[Collected data entries]
------------------------

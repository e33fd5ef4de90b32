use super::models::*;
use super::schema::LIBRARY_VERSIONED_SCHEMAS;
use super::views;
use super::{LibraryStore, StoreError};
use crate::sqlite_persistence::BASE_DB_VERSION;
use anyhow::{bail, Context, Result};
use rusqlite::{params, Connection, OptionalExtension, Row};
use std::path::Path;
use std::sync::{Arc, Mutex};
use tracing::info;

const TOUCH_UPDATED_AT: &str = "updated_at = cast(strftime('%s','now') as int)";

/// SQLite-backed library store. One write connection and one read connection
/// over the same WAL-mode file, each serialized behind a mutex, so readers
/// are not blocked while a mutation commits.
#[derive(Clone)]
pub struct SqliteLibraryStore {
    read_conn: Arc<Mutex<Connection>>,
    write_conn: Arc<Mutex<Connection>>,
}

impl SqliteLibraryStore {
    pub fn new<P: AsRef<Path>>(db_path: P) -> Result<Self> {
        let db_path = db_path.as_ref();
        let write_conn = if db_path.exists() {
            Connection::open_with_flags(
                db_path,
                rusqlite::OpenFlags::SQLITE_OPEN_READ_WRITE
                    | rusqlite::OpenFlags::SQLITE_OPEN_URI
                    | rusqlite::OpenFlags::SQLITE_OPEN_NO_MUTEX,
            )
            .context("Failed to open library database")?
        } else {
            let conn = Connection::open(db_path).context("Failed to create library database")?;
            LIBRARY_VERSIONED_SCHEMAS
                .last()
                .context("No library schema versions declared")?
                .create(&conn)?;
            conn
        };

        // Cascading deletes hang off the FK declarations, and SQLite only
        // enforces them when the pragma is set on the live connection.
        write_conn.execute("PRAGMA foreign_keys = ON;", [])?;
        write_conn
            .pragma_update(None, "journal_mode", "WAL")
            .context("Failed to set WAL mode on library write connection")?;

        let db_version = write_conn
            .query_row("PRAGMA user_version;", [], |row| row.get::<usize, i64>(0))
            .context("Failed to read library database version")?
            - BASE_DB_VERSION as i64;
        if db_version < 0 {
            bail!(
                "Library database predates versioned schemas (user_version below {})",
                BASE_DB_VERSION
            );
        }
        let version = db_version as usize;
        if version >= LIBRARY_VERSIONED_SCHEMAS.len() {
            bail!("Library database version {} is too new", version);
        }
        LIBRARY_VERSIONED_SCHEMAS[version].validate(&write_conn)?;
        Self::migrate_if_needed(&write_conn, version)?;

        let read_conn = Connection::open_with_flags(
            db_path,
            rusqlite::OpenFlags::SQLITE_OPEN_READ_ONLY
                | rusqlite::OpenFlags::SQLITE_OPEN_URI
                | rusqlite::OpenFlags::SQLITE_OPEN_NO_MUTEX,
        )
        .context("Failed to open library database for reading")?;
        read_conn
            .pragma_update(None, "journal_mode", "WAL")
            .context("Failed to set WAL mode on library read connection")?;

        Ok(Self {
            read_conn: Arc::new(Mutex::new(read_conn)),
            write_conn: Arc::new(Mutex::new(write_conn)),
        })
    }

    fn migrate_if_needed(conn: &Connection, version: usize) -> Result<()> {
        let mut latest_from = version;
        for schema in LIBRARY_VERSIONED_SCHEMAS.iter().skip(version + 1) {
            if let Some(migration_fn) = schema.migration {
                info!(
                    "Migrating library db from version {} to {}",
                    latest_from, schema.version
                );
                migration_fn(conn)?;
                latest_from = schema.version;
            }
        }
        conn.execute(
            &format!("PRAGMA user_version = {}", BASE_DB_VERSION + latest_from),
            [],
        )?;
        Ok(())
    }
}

------------------------

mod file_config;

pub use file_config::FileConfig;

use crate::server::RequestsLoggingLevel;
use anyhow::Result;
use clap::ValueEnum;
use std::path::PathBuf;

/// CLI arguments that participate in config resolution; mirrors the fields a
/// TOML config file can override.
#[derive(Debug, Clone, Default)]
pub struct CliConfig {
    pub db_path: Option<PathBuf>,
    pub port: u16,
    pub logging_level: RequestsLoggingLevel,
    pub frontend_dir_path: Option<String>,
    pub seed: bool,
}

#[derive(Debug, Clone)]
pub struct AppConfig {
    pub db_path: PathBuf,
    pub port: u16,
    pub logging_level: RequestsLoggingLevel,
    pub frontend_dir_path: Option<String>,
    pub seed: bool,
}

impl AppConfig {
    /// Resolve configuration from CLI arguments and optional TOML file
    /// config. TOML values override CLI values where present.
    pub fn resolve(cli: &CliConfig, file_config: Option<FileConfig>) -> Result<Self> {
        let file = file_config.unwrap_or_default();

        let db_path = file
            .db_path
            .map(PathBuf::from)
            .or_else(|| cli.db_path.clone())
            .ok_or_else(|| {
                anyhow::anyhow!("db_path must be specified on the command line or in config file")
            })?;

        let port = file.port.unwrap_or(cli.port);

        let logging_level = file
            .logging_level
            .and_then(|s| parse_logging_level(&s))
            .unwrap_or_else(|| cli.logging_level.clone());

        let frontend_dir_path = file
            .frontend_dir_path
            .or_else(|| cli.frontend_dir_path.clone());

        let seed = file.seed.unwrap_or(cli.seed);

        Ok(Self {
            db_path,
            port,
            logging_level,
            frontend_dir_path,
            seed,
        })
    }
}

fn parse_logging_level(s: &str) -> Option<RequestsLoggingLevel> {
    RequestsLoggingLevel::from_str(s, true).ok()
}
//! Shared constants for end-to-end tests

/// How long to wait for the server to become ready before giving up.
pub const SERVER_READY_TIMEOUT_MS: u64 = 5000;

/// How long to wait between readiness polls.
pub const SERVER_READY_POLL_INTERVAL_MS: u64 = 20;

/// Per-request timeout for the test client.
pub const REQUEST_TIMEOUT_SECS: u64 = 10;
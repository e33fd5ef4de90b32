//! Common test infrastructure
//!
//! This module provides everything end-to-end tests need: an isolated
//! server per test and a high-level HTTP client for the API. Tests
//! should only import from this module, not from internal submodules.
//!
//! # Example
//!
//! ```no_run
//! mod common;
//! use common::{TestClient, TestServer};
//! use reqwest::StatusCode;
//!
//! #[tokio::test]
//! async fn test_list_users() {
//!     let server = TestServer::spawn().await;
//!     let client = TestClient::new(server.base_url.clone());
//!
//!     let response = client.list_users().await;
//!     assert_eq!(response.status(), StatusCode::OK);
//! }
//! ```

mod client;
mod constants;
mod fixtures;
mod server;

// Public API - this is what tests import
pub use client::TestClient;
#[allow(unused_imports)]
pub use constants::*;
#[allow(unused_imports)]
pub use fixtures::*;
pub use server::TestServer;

------------------------

:: What you are asked to do ::
Go through the records. Copy each line where "usize" appears.

:: Solved exercise ::
            .query_row("PRAGMA user_version;", [], |row| row.get::<usize, i64>(0))
        let version = db_version as usize;
    fn migrate_if_needed(conn: &Connection, version: usize) -> Result<()> {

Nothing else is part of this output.